● Problem to work on
Write out, word for word, the first line of the data below and every line after it through the one containing "let config_path = Settings::config_path(workspace);".

----------------

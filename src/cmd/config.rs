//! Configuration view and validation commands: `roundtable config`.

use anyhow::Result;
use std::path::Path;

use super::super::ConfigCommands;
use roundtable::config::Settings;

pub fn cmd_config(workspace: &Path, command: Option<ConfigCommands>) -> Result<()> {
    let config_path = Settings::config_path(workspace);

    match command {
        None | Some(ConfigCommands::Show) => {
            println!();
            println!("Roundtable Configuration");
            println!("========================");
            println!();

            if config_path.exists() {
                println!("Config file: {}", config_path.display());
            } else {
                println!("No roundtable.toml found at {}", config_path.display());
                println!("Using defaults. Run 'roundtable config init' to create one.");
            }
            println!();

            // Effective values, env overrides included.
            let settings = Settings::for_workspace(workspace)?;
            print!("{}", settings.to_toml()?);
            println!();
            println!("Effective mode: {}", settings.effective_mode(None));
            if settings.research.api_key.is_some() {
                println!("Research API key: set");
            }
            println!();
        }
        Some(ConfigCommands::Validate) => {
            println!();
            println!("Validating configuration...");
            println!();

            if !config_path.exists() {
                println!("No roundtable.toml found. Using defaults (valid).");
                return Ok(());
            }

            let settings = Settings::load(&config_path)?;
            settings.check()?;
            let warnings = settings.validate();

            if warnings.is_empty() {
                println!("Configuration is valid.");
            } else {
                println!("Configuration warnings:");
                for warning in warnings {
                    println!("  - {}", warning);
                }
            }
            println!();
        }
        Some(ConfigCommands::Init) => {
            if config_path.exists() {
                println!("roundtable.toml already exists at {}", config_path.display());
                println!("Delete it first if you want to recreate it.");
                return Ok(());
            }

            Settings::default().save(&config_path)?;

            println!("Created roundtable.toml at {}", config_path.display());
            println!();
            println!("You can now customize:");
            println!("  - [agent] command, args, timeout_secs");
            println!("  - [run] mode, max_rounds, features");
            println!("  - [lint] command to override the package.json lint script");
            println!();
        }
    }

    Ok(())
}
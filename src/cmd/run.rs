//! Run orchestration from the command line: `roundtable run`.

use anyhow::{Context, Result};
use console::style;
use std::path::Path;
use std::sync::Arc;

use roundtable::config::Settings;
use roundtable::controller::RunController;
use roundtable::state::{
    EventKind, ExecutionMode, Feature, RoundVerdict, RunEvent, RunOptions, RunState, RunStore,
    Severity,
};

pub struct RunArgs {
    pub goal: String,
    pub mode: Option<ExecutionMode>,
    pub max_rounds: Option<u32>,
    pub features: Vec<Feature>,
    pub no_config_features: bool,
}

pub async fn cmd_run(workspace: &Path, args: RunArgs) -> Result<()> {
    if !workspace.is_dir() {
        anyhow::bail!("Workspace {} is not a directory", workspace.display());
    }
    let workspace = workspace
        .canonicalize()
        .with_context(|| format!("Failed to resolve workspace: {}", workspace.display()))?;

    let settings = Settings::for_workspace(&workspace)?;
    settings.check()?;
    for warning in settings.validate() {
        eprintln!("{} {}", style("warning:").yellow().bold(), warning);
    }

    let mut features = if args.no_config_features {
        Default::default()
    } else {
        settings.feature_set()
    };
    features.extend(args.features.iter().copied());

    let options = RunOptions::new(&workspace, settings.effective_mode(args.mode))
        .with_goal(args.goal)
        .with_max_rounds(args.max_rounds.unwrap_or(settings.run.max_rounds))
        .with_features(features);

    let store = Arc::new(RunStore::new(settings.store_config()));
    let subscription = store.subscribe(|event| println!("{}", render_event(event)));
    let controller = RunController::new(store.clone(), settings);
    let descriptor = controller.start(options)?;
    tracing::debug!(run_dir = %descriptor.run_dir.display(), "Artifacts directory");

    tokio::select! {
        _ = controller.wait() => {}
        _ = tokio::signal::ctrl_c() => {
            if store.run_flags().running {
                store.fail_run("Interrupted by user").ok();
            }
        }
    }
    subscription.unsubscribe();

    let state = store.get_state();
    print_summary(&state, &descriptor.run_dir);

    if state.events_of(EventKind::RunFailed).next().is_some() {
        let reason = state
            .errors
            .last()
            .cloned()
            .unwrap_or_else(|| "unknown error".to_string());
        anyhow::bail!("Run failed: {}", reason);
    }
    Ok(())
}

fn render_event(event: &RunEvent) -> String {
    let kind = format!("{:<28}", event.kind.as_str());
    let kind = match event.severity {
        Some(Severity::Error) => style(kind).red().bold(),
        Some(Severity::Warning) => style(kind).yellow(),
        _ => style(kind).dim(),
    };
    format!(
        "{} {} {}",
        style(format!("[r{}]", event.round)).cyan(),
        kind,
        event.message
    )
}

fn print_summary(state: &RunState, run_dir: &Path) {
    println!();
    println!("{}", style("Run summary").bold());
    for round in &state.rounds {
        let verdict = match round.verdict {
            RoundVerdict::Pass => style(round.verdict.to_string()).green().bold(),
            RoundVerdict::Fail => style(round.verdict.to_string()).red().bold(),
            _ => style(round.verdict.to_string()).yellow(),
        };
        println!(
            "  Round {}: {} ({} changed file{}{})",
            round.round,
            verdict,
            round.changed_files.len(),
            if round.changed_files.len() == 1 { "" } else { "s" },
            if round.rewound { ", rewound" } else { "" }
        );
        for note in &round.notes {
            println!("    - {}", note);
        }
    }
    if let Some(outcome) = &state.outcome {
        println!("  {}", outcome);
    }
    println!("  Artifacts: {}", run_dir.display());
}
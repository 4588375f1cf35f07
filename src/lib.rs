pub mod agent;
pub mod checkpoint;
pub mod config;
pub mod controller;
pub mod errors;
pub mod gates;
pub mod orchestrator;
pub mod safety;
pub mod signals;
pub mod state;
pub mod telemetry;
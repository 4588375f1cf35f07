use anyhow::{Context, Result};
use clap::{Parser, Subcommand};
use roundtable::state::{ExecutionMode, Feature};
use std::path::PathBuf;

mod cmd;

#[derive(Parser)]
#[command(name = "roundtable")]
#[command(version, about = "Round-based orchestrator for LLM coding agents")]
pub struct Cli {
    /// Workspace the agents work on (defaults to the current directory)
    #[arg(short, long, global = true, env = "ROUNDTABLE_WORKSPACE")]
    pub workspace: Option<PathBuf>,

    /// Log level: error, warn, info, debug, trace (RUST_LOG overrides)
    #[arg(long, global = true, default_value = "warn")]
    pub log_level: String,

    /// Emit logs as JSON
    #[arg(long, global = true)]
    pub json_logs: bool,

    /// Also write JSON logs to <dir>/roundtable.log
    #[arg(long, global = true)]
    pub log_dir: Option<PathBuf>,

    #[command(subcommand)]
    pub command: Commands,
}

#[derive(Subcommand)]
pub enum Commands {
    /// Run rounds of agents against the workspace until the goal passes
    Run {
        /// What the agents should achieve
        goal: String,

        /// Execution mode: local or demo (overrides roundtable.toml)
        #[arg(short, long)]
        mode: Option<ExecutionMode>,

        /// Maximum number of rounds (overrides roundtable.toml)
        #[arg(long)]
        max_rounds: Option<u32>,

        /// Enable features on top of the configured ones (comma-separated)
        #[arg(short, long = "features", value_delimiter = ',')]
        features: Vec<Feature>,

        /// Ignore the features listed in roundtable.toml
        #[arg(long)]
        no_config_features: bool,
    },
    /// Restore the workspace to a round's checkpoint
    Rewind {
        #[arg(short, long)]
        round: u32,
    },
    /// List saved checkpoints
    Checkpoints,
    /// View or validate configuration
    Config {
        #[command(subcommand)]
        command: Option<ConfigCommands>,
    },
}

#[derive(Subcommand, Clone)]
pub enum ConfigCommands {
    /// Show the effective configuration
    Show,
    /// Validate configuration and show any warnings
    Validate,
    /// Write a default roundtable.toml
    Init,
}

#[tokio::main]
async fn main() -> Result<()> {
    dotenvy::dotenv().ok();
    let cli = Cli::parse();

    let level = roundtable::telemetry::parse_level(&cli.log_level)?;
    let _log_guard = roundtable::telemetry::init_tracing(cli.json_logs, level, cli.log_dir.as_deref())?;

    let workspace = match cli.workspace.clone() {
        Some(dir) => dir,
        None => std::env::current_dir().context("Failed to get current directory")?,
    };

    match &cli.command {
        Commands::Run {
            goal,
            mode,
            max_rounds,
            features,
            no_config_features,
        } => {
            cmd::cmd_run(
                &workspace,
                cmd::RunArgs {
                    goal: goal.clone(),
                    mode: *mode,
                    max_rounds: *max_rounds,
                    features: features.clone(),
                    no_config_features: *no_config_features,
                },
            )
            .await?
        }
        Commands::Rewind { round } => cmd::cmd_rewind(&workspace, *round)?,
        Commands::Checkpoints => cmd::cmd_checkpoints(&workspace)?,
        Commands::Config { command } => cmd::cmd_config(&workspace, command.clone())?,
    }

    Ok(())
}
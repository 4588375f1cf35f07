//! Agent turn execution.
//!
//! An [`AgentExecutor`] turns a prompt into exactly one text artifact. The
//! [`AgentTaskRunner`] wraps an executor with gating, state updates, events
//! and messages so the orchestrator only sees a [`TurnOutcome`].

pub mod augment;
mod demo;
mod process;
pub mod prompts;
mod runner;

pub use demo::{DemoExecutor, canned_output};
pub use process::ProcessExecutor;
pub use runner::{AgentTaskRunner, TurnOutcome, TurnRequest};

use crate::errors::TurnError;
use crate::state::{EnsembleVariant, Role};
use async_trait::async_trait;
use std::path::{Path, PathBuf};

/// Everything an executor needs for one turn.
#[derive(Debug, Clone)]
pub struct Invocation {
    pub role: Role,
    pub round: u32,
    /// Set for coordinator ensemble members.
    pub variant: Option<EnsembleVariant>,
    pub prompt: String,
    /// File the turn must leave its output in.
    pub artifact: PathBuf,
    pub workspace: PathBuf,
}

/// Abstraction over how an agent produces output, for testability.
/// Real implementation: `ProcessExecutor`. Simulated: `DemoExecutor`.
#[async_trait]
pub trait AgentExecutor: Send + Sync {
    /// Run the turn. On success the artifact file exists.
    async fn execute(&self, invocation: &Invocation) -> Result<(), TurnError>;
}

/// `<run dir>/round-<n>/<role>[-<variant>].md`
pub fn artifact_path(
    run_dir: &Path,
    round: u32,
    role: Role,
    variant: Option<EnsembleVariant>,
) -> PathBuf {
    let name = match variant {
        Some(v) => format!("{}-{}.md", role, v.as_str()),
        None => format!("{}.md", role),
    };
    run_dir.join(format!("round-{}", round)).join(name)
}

----------------

● Solution below
filename src/cmd/config.rs
//! Configuration view and validation commands: `roundtable config`.

use anyhow::Result;
use std::path::Path;

use super::super::ConfigCommands;
use roundtable::config::Settings;

pub fn cmd_config(workspace: &Path, command: Option<ConfigCommands>) -> Result<()> {
    let config_path = Settings::config_path(workspace);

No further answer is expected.